Fran Tudor o powrocie Marka Papszuna do klubu
Raków Częstochowa ma ambitne plany związane z nowym sezonem. Wraz z powrotem Marka Papszuna do klubu, znów wszyscy w klubie żyją nadziejami związanymi z walką o najwyższe cele. Nie tylko wywalczeniem miejsca premiowanego grą w kolejnej edycji europejskich pucharów, ale także wygraniem mistrzostwa kraju. Tymczasem Fran Tudor ostatnio w rozmowie z TVP Sport mówił o tym, czy w klubie coś się zmieniło.
– Jak dla mnie to wszystko jest po staremu. Trener Marek wrócił i z nim wróciły niektóre zasady. Z mojej perspektywy nie jest to nic nowego. Pracowaliśmy wspólnie już wcześniej, znamy się dobrze i wiedziałem, czego mogę się spodziewać – mówił kapitan Czerwono-niebieskich w rozmowie z Jakubem Kłyszejko.
Częstochowianie mają za sobą nieudaną kampanię w lidze. W każdym razie Fran Tudor przekazał, że o tym sezonie w Rakowie już dawno zapominano. – Skupiamy się tylko na tym, co przed nami. Patrzymy do przodu, chcemy wygrać jak najwięcej meczów. Dawno zapomnieliśmy o poprzednim sezonie. Zaczął się nowy i całą energię poświęcamy na to, aby był on dla nas dużo lepszy – przekazał Chorwat.
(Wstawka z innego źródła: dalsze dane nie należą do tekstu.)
//! Retry executor (spec §4.7, §8 scenario 4).
//!
//! Tagged-variant strategy instead of a strategy-object hierarchy, per the
//! REDESIGN FLAGS guidance for inheritance-based policies.

use std::sync::Arc;
use std::time::Duration;

use crate::error::{Result, TaskmeshError};

/// How the delay between attempts grows.
#[derive(Debug, Clone, Copy, PartialEq, Eq)]
pub enum RetryStrategy {
    Fixed,
    Exponential,
    Fibonacci,
}

fn fibonacci(n: u32) -> u64 {
    let (mut a, mut b) = (0u64, 1u64);
    for _ in 0..n {
        let next = a.saturating_add(b);
        a = b;
        b = next;
    }
    a
}

impl RetryStrategy {
    /// Delay before the given 1-indexed attempt number, before jitter.
    fn base_delay(self, attempt: u32, base_delay: Duration, multiplier: f64) -> Duration {
        match self {
            RetryStrategy::Fixed => base_delay,
            RetryStrategy::Exponential => {
                let factor = multiplier.powi(attempt.saturating_sub(1) as i32);
                base_delay.mul_f64(factor.max(0.0))
            }
            RetryStrategy::Fibonacci => {
                let term = fibonacci(attempt.saturating_sub(1)).max(1);
                base_delay.saturating_mul(term as u32)
            }
        }
    }
}

/// Retry executor configuration.
#[derive(Clone)]
pub struct RetryConfig {
    pub max_attempts: u32,
    pub base_delay: Duration,
    pub multiplier: f64,
    pub strategy: RetryStrategy,
    pub jitter: bool,
    /// Predicate deciding whether a given error is worth retrying.
    pub should_retry: Arc<dyn Fn(&TaskmeshError) -> bool + Send + Sync>,
}

impl std::fmt::Debug for RetryConfig {
    fn fmt(&self, f: &mut std::fmt::Formatter<'_>) -> std::fmt::Result {
        f.debug_struct("RetryConfig")
            .field("max_attempts", &self.max_attempts)
            .field("base_delay", &self.base_delay)
            .field("multiplier", &self.multiplier)
            .field("strategy", &self.strategy)
            .field("jitter", &self.jitter)
            .finish()
    }
}

impl Default for RetryConfig {
    fn default() -> Self {
        Self {
            max_attempts: 3,
            base_delay: Duration::from_millis(100),
            multiplier: 2.0,
            strategy: RetryStrategy::Exponential,
            jitter: false,
            should_retry: Arc::new(|_| true),
        }
    }
}

impl RetryConfig {
    fn delay_for_attempt(&self, attempt: u32) -> Duration {
        let base = self
            .strategy
            .base_delay(attempt, self.base_delay, self.multiplier);
        if !self.jitter {
            return base;
        }
        let jitter_span = base.mul_f64(0.1);
        let jitter_nanos = fastrand::u64(0..=jitter_span.as_nanos().min(u64::MAX as u128) as u64);
        let jitter = Duration::from_nanos(jitter_nanos);
        if fastrand::bool() {
            base + jitter
        } else {
            base.saturating_sub(jitter)
        }
    }
}

/// Runs `f` up to `config.max_attempts` times, sleeping between attempts per
/// the configured strategy, stopping early when `should_retry` rejects the
/// error.
pub struct RetryExecutor {
    config: RetryConfig,
}

impl RetryExecutor {
    pub fn new(config: RetryConfig) -> Self {
        Self { config }
    }

    pub fn execute<T>(&self, mut f: impl FnMut(u32) -> Result<T>) -> Result<T> {
        let mut attempt = 1;
        loop {
            match f(attempt) {
                Ok(v) => return Ok(v),
                Err(err) => {
                    if attempt >= self.config.max_attempts || !(self.config.should_retry)(&err) {
                        return Err(err);
                    }
                    let delay = self.config.delay_for_attempt(attempt);
                    tracing::debug!(attempt, ?delay, "retrying after failure");
                    std::thread::sleep(delay);
                    attempt += 1;
                }
            }
        }
    }
}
Sprawdź ostatnie materiały wideo związane z Ekstraklasą
Fran Tudor to piłkarz, który dołączył do zespołu z Częstochowy w styczniu 2020 roku. Rynkowa wartość piłkarza wynosi natomiast 2,5 miliona euro. Aktualny kontrakt Frana Tudora z klubem z siedzibą przy Limanowskiego obowiązuje do końca czerwca 2027 roku.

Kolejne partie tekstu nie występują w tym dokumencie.